No, this amazing experience was neither a surprise free breakfast nor heated seats. Instead, I received the gift of new appreciation, clarity, a sign, and a message–all of which are relevant sales lessons for SDRs.
During our free online bootcamp and paid fellowship, we teach all of our students to take advantage of every conversation and strive to always be learning. Last Thursday morning, it was my turn to wake up and smell the coffee.
As I spoke with, my Uber driver, he quickly reminded me of a few core principles that apply to everything from driving for a ride-sharing company to working as an SDR:
- Outwork Your Competition and Peers
My Uber driver shared with me that he worked every night from 10pm-7am. When I asked him the simple question, “Why?,” he simply shared that no one else was working these shifts. This guaranteed him a steady flow of riders that gave him the best opportunity to make the most money while other people were literally sleeping.
- Build a Process, Test, Adapt, and Then Stick to It
This timing during the night that the Uber driver worked was no accident. When he first started working for Uber, he wasn’t happy with his income and decided that he needed to test and adapt his approach if he was going to make it. He found that early in the week, he could get airport runs at this time and during the weekend, he could get the bar crowd. He identified a time frame that would maximize his revenue.
- Don’t Complain– Do The Work, and Don’t Make Excuses
During our ride to the airport, as I sat in the backseat half awake, he turned up jazz music and did not complain. All sales people tend to complain all the time–even after they land great roles–and Fred should be a role model for anyone that says that their “job is too hard” versus taking the time to grind and do the work.
Fast-forward two days later when I was having dinner and came across the sign below. It quickly reminded me that:
- When You Have A Meeting Quota, Don’t Panic, Build Pipeline
With a short Q4, it is easy for SDRs to panic. The rocking chair quote should serve as a reminder to constantly keep focusing on your activities,, rather than worrying about the limited number of days and seasonality. Remember it is a numbers game–not a waiting game.

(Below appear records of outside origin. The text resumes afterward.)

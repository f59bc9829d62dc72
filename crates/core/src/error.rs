//! Domain error model.

use thiserror::Error;

/// Result type used across the domain layer.
pub type DomainResult<T> = Result<T, DomainError>;

/// Domain-level error.
///
/// Expected business conditions (a request that is no longer pending, an
/// empty ownership scope) are plain return values, not errors. This enum is
/// reserved for refusals and genuine failures.
#[derive(Debug, Error, Clone, PartialEq, Eq)]
pub enum DomainError {
    /// An access or ownership check failed. Always a hard stop.
    #[error("you are not allowed to do this")]
    PermissionDenied,

    /// The target entity does not exist. Rendered to callers exactly like
    /// `PermissionDenied` so that denials never leak record existence.
    #[error("you are not allowed to do this")]
    NotFound,

    /// A value failed validation and no safe default applies.
    #[error("validation failed: {0}")]
    Validation(String),

    /// The backing store rejected a write. The operation is aborted.
    #[error("persistence failure: {0}")]
    Persistence(String),

    /// A conflicting concurrent update was detected.
    #[error("conflict: {0}")]
    Conflict(String),
}

impl DomainError {
    pub fn validation(msg: impl Into<String>) -> Self {
        Self::Validation(msg.into())
    }

    pub fn persistence(msg: impl Into<String>) -> Self {
        Self::Persistence(msg.into())
    }

    pub fn conflict(msg: impl Into<String>) -> Self {
        Self::Conflict(msg.into())
    }

    /// True for the variants that surface to the user as a generic refusal.
    pub fn is_refusal(&self) -> bool {
        matches!(self, Self::PermissionDenied | Self::NotFound)
    }
}

#[cfg(test)]
mod tests {
    use super::*;

    #[test]
    fn not_found_renders_like_permission_denied() {
        assert_eq!(
            DomainError::NotFound.to_string(),
            DomainError::PermissionDenied.to_string()
        );
    }

    #[test]
    fn refusal_classification() {
        assert!(DomainError::PermissionDenied.is_refusal());
        assert!(DomainError::NotFound.is_refusal());
        assert!(!DomainError::validation("bad").is_refusal());
    }
}
//! Token issuance and validation.
//!
//! Tokens are compact EdDSA-signed JWTs whose payload is a [`Claims`]
//! value. They carry no expiry and are never rotated; a new key pair means
//! restarting every component.
//!
//! [`Claims`]: crate::scope::Claims

use std::fmt;

pub mod issuer;
pub mod validator;

pub use issuer::{AuthorityToken, InitOutcome, IssuedToken, init_installation, issue, issue_all};
pub use validator::validate;

/// A signed token as presented on the wire.
///
/// The value is a secret: `Debug` never prints it and there is no `Display`
/// impl. Use [`Token::expose`] at the exact point the value must leave the
/// process.
#[derive(Clone, PartialEq, Eq)]
pub struct Token(String);

impl Token {
    /// Wrap a token received from configuration or the network.
    #[must_use]
    pub fn new(value: impl Into<String>) -> Self {
        Self(value.into())
    }

    /// The raw token text.
    #[must_use]
    pub fn expose(&self) -> &str {
        &self.0
    }
}

impl fmt::Debug for Token {
    fn fmt(&self, f: &mut fmt::Formatter<'_>) -> fmt::Result {
        f.write_str("Token(********)")
    }
}

#[cfg(test)]
mod tests {
    use super::*;

    #[test]
    fn test_token_debug_is_redacted() {
        let token = Token::new("eyJhbGciOiJFZERTQSJ9.e30.c2ln");
        let rendered = format!("{token:?}");
        assert!(!rendered.contains("eyJ"));
        assert_eq!(rendered, "Token(********)");
    }

    #[test]
    fn test_token_expose() {
        let token = Token::new("abc.def.ghi");
        assert_eq!(token.expose(), "abc.def.ghi");
    }
}
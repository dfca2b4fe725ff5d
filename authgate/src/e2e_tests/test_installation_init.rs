//! One-time installation init, then components loading the public key from
//! their configuration.

use std::collections::HashMap;
use std::sync::Arc;

use axum::http::StatusCode;

use crate::config::{AuthType, ServerConfig};
use crate::e2e_tests::helpers::*;
use crate::gate::{AuthGate, AuthPosture};
use crate::http::router;
use crate::ids::TenantId;
use crate::keys::{SigningKey, VerificationKey};
use crate::scope::Scope;
use crate::token::{init_installation, issue_all};

#[tokio::test]
async fn test_init_then_serve() {
    let dir = tempfile::tempdir().expect("temp dir");
    let outcome = init_installation(dir.path()).expect("init");

    let mut vars = HashMap::new();
    vars.insert("AUTHGATE_COMPONENT".to_string(), "safekeeper".to_string());
    vars.insert(
        "AUTHGATE_AUTH_PUBLIC_KEY_PATH".to_string(),
        outcome.public_key_path.display().to_string(),
    );
    let config = ServerConfig::from_vars(&vars).expect("config");
    assert_eq!(config.auth_type, AuthType::EdDSAJwt);

    let public_key_path = config.auth_public_key_path.as_deref().expect("key path");
    let public_key = VerificationKey::from_pem_file(public_key_path).expect("public key");
    let gate = AuthGate::new(config.component, AuthPosture::from_public_key(Some(public_key)));
    let app = router(Arc::new(gate));

    let (status, body) = get_with_token(app.clone(), "/v1/tenant", &outcome.token).await;
    assert_eq!(status, StatusCode::OK);
    assert!(body.contains("full_access"));

    // later issuance from the persisted private key
    let private_key = SigningKey::from_pem_file(&outcome.private_key_path).expect("private key");
    let tenant = TenantId::generate();
    let issued = issue_all(
        &private_key,
        &[
            ("compute".to_string(), Scope::Tenant(tenant)),
            ("pageserver".to_string(), Scope::SafekeeperData),
        ],
    )
    .expect("issue plan");

    for entry in &issued {
        let (status, _) =
            get_with_token(app.clone(), &wal_uri(timeline_of(tenant)), &entry.token).await;
        assert_eq!(status, StatusCode::OK, "{}", entry.component);
    }
}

- Talk With Mentors and Peers
When you are feeling the pressure, remember this is when it’s most important to ask for help. Talk with your manager, mentors, and colleagues for their suggestions on overcoming these feelings, and work through the stress with their support.
- If You Stay Stagnant, You Will Die
If you chose to do nothing rather than putting in the hard work, you aren’t going to make it. Be honest with yourself about what is working, what isn’t, and then set expectations so you can hit your goals.
Racing back to catch up with work at the end of the weekend, I sat down to crank through emails. Someone had left the below fortune cookie note next to me at a local coffee shop, and it reminded me of these final lessons:
- Being a SDR at a Startup is Really F***king Hard
If you are going to go into sales at a startup, please take a moment and realize how challenging it is going to be. Landing a job is hard enough, but then add on the pressure to hit targets, fight through operational chaos, sell a product no one has heard of, and then make sure that you are ready for the battles that are about to take place and the lessons you will learn shortly thereafter.
- It is a Marathon, Not A Sprint
If you are going to be in sales for the long-haul, remember to breathe. There will definitely be ups, and definitely be downs, and everything in between. Set goals for your sales career so that you don’t measure yourself by the number of deals you closed, but by the relationships you have built and value you have added for others around you.
- Life Is To Be Enjoyed, Not Endured
My dad first shared this line with me, and I’d encourage everyone to think about it as they are at their current sales role or looking to take a new one. Being an SDR isn’t for everyone, so make sure that you are spending your time doing something that is important to you and that you care about.
If you made it through reading these nine lessons, you are already on your way. I feel extremely fortunate with everything I learned this past weekend and over the past few years. It is my hope that maybe just one of these reminders struck a chord with you and that it hopefully will make your week, end of the quarter, or even life that much better.